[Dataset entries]
= Beginning of Section =

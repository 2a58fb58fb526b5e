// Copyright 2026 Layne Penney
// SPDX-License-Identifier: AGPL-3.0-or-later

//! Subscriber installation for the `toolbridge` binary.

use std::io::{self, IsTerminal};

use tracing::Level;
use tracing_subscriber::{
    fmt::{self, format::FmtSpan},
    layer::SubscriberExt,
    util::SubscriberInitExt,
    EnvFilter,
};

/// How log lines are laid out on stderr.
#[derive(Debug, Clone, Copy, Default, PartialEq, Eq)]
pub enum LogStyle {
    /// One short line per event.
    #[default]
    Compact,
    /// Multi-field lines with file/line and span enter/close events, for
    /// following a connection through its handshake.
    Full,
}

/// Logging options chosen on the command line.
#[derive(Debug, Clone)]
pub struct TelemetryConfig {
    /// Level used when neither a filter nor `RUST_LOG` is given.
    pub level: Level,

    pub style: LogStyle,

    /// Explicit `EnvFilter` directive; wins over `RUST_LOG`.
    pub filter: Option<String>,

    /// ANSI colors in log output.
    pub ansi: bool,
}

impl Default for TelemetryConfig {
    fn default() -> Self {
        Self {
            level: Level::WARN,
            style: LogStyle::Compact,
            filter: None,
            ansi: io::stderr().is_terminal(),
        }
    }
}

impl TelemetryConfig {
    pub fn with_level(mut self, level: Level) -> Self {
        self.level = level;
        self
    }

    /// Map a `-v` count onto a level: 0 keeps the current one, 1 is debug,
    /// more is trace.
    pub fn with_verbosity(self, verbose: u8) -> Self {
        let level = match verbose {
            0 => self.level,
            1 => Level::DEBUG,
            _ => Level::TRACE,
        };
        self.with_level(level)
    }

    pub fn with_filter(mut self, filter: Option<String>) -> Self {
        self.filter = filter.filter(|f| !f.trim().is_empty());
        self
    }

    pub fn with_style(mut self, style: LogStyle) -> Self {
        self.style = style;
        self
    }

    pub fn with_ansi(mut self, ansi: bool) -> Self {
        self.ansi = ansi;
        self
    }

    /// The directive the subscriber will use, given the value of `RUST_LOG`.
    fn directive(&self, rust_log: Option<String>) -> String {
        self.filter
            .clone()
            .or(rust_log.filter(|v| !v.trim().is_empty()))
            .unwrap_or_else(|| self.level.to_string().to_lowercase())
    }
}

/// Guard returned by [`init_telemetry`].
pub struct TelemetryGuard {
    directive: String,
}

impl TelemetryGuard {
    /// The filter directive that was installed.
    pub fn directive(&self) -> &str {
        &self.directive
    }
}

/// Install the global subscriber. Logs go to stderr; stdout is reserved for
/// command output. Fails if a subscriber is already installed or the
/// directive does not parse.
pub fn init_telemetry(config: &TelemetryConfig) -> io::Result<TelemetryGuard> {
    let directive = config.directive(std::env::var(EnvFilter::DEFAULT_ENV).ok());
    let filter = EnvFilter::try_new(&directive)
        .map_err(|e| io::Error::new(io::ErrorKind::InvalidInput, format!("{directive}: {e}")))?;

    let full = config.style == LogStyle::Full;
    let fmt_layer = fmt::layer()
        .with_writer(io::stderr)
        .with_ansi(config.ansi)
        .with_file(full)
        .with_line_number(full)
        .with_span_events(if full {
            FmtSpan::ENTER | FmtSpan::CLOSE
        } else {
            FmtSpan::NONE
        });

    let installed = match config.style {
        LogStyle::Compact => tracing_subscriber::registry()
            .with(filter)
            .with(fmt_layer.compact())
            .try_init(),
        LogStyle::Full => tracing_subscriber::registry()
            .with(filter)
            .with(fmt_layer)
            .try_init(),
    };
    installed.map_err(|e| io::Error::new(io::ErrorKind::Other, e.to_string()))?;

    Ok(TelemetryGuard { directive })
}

= End of Section =

▸ **Directions for this task**: Take every line from the data above that holds "ErrorKind" and copy it out.

▸ **Written answer**:
        .map_err(|e| io::Error::new(io::ErrorKind::InvalidInput, format!("{directive}: {e}")))?;
    installed.map_err(|e| io::Error::new(io::ErrorKind::Other, e.to_string()))?;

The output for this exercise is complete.